■ Stored items
==================================================

//! Export orchestration: estimate, confirm, archive, emit.

pub mod archive;
pub mod confirm;
pub mod estimate;
pub mod reports;

use crate::config::ExportConfig;
use crate::platform::ChatClient;
use crate::state::ExportState;
use crate::{ExportError, Result};

use serde::Serialize;
use std::path::PathBuf;

/// One archived message, in record order. Built once during the archive pass,
/// immutable afterward; only the derived reports are persisted.
#[derive(Debug, Clone, Serialize)]
pub struct MessageRecord {
    #[serde(rename = "date/time")]
    pub timestamp: String,
    pub name: String,
    pub content: String,
    pub attachments: Vec<AttachmentRecord>,
}

/// An attachment paired with where it landed on disk. A failed download
/// leaves `local_path` empty; the URL is always kept.
#[derive(Debug, Clone, Serialize)]
pub struct AttachmentRecord {
    pub url: String,
    pub local_path: Option<String>,
}

/// Strip path separators and other filesystem-hostile characters.
pub(crate) fn sanitize_component(raw: &str) -> String {
    raw.chars()
        .map(|c| match c {
            '/' | '\\' | ':' | '*' | '?' | '"' | '<' | '>' | '|' => '_',
            c if c.is_control() => '_',
            c => c,
        })
        .collect()
}

/// Sequences one full export of one channel. Holds no cross-run state of its
/// own; watermarks live in the [`ExportState`] loaded at entry.
pub struct Exporter<'a, C: ChatClient> {
    client: &'a C,
    config: &'a ExportConfig,
    operator_id: u64,
}

impl<'a, C: ChatClient> Exporter<'a, C> {
    pub fn new(client: &'a C, config: &'a ExportConfig, operator_id: u64) -> Self {
        Self {
            client,
            config,
            operator_id,
        }
    }

    /// Run the export end to end. Cancellation and channel-not-found come
    /// back as their typed errors; everything else is already logged and
    /// reported into the channel as a generic failure before returning.
    pub async fn run(&self, channel_id: u64) -> Result<()> {
        match self.run_inner(channel_id).await {
            Ok(()) => Ok(()),
            Err(error @ ExportError::ChannelNotFound(_)) => {
                tracing::error!(channel_id, "channel not found");
                Err(error)
            }
            Err(error) if error.is_cancellation() => Err(error),
            Err(error) => {
                tracing::error!(%error, channel_id, "export failed");
                let _ = self
                    .client
                    .send_message(
                        channel_id,
                        "An error occurred during export. Please check the logs for more information.",
                    )
                    .await;
                Err(error)
            }
        }
    }

    async fn run_inner(&self, channel_id: u64) -> Result<()> {
        let channel = self.client.channel_info(channel_id).await?;

        self.client
            .send_message(
                channel_id,
                &format!("archivebot received command to export {}", channel.name),
            )
            .await?;
        self.client
            .send_message(channel_id, "Export has begun.")
            .await?;
        tracing::info!(channel_id, channel_name = %channel.name, "export has begun");

        let mut state = ExportState::load(&self.config.state_file);
        let estimate = estimate::run(
            self.client,
            channel_id,
            &mut state,
            &self.config.state_file,
            self.config.save_every,
        )
        .await?;

        let decision = confirm::await_decision(
            self.client,
            channel_id,
            self.operator_id,
            &estimate,
            state.watermark(channel_id).last_message_id(),
            std::time::Duration::from_secs(self.config.confirm_timeout_secs),
        )
        .await?;

        match decision {
            confirm::Decision::Approved => {
                self.client
                    .send_message(
                        channel_id,
                        "Downloading attachments. This may take some time...",
                    )
                    .await?;
            }
            confirm::Decision::Declined => {
                tracing::info!(channel_id, "export declined by operator");
                self.client
                    .send_message(channel_id, "Operation cancelled.")
                    .await?;
                return Err(ExportError::ConfirmationDeclined);
            }
            confirm::Decision::TimedOut => {
                tracing::info!(channel_id, "confirmation timed out");
                self.client
                    .send_message(channel_id, "Response timed out. Operation cancelled.")
                    .await?;
                return Err(ExportError::ConfirmationTimeout);
            }
        }

        // Nothing below this point runs without approval, so a declined run
        // leaves the channel's output directory untouched.
        let channel_dir = self
            .config
            .output_dir
            .join(format!("{}_{}", sanitize_component(&channel.name), channel.id));

        let records = archive::run(self.client, channel_id, &channel_dir, estimate.messages).await?;

        let json_path = match reports::write_json(&records, &channel_dir) {
            Ok(path) => Some(path),
            Err(error) => {
                tracing::error!(%error, "failed to write messages.json");
                None
            }
        };
        let xlsx_path = match reports::write_xlsx(&records, &channel_dir) {
            Ok(path) => Some(path),
            Err(error) => {
                tracing::error!(%error, "failed to write messages.xlsx");
                None
            }
        };
        let year_paths = match reports::write_yearly_text(&records, &channel_dir) {
            Ok(paths) => paths,
            Err(error) => {
                tracing::error!(%error, "failed to write per-year reports");
                Vec::new()
            }
        };

        state.save(&self.config.state_file);

        let summary = completion_summary(&json_path, &xlsx_path, &year_paths);
        self.client.send_message(channel_id, &summary).await?;
        tracing::info!(
            channel_id,
            records = records.len(),
            years = year_paths.len(),
            "export complete"
        );

        Ok(())
    }
}

fn completion_summary(
    json_path: &Option<PathBuf>,
    xlsx_path: &Option<PathBuf>,
    year_paths: &[PathBuf],
) -> String {
    let mut parts = Vec::new();
    if let Some(path) = json_path {
        parts.push(format!("JSON: {}", path.display()));
    }
    if let Some(path) = xlsx_path {
        parts.push(format!("Excel: {}", path.display()));
    }
    if !year_paths.is_empty() {
        parts.push(format!("text files for {} year(s)", year_paths.len()));
    }
    if parts.is_empty() {
        "Export finished, but no artifacts could be written. Check the logs.".to_string()
    } else {
        format!("Messages exported to {}", parts.join(", "))
    }
}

==================================================

■ EXERCISE GOAL
Retype every record above exactly.

■ THE ANSWER
//! Export orchestration: estimate, confirm, archive, emit.

pub mod archive;
pub mod confirm;
pub mod estimate;
pub mod reports;

use crate::config::ExportConfig;
use crate::platform::ChatClient;
use crate::state::ExportState;
use crate::{ExportError, Result};

use serde::Serialize;
use std::path::PathBuf;

/// One archived message, in record order. Built once during the archive pass,
/// immutable afterward; only the derived reports are persisted.
#[derive(Debug, Clone, Serialize)]
pub struct MessageRecord {
    #[serde(rename = "date/time")]
    pub timestamp: String,
    pub name: String,
    pub content: String,
    pub attachments: Vec<AttachmentRecord>,
}

/// An attachment paired with where it landed on disk. A failed download
/// leaves `local_path` empty; the URL is always kept.
#[derive(Debug, Clone, Serialize)]
pub struct AttachmentRecord {
    pub url: String,
    pub local_path: Option<String>,
}

/// Strip path separators and other filesystem-hostile characters.
pub(crate) fn sanitize_component(raw: &str) -> String {
    raw.chars()
        .map(|c| match c {
            '/' | '\\' | ':' | '*' | '?' | '"' | '<' | '>' | '|' => '_',
            c if c.is_control() => '_',
            c => c,
        })
        .collect()
}

/// Sequences one full export of one channel. Holds no cross-run state of its
/// own; watermarks live in the [`ExportState`] loaded at entry.
pub struct Exporter<'a, C: ChatClient> {
    client: &'a C,
    config: &'a ExportConfig,
    operator_id: u64,
}

impl<'a, C: ChatClient> Exporter<'a, C> {
    pub fn new(client: &'a C, config: &'a ExportConfig, operator_id: u64) -> Self {
        Self {
            client,
            config,
            operator_id,
        }
    }

    /// Run the export end to end. Cancellation and channel-not-found come
    /// back as their typed errors; everything else is already logged and
    /// reported into the channel as a generic failure before returning.
    pub async fn run(&self, channel_id: u64) -> Result<()> {
        match self.run_inner(channel_id).await {
            Ok(()) => Ok(()),
            Err(error @ ExportError::ChannelNotFound(_)) => {
                tracing::error!(channel_id, "channel not found");
                Err(error)
            }
            Err(error) if error.is_cancellation() => Err(error),
            Err(error) => {
                tracing::error!(%error, channel_id, "export failed");
                let _ = self
                    .client
                    .send_message(
                        channel_id,
                        "An error occurred during export. Please check the logs for more information.",
                    )
                    .await;
                Err(error)
            }
        }
    }

    async fn run_inner(&self, channel_id: u64) -> Result<()> {
        let channel = self.client.channel_info(channel_id).await?;

        self.client
            .send_message(
                channel_id,
                &format!("archivebot received command to export {}", channel.name),
            )
            .await?;
        self.client
            .send_message(channel_id, "Export has begun.")
            .await?;
        tracing::info!(channel_id, channel_name = %channel.name, "export has begun");

        let mut state = ExportState::load(&self.config.state_file);
        let estimate = estimate::run(
            self.client,
            channel_id,
            &mut state,
            &self.config.state_file,
            self.config.save_every,
        )
        .await?;

        let decision = confirm::await_decision(
            self.client,
            channel_id,
            self.operator_id,
            &estimate,
            state.watermark(channel_id).last_message_id(),
            std::time::Duration::from_secs(self.config.confirm_timeout_secs),
        )
        .await?;

        match decision {
            confirm::Decision::Approved => {
                self.client
                    .send_message(
                        channel_id,
                        "Downloading attachments. This may take some time...",
                    )
                    .await?;
            }
            confirm::Decision::Declined => {
                tracing::info!(channel_id, "export declined by operator");
                self.client
                    .send_message(channel_id, "Operation cancelled.")
                    .await?;
                return Err(ExportError::ConfirmationDeclined);
            }
            confirm::Decision::TimedOut => {
                tracing::info!(channel_id, "confirmation timed out");
                self.client
                    .send_message(channel_id, "Response timed out. Operation cancelled.")
                    .await?;
                return Err(ExportError::ConfirmationTimeout);
            }
        }

        // Nothing below this point runs without approval, so a declined run
        // leaves the channel's output directory untouched.
        let channel_dir = self
            .config
            .output_dir
            .join(format!("{}_{}", sanitize_component(&channel.name), channel.id));

        let records = archive::run(self.client, channel_id, &channel_dir, estimate.messages).await?;

        let json_path = match reports::write_json(&records, &channel_dir) {
            Ok(path) => Some(path),
            Err(error) => {
                tracing::error!(%error, "failed to write messages.json");
                None
            }
        };
        let xlsx_path = match reports::write_xlsx(&records, &channel_dir) {
            Ok(path) => Some(path),
            Err(error) => {
                tracing::error!(%error, "failed to write messages.xlsx");
                None
            }
        };
        let year_paths = match reports::write_yearly_text(&records, &channel_dir) {
            Ok(paths) => paths,
            Err(error) => {
                tracing::error!(%error, "failed to write per-year reports");
                Vec::new()
            }
        };

        state.save(&self.config.state_file);

        let summary = completion_summary(&json_path, &xlsx_path, &year_paths);
        self.client.send_message(channel_id, &summary).await?;
        tracing::info!(
            channel_id,
            records = records.len(),
            years = year_paths.len(),
            "export complete"
        );

        Ok(())
    }
}

fn completion_summary(
    json_path: &Option<PathBuf>,
    xlsx_path: &Option<PathBuf>,
    year_paths: &[PathBuf],
) -> String {
    let mut parts = Vec::new();
    if let Some(path) = json_path {
        parts.push(format!("JSON: {}", path.display()));
    }
    if let Some(path) = xlsx_path {
        parts.push(format!("Excel: {}", path.display()));
    }
    if !year_paths.is_empty() {
        parts.push(format!("text files for {} year(s)", year_paths.len()));
    }
    if parts.is_empty() {
        "Export finished, but no artifacts could be written. Check the logs.".to_string()
    } else {
        format!("Messages exported to {}", parts.join(", "))
    }
}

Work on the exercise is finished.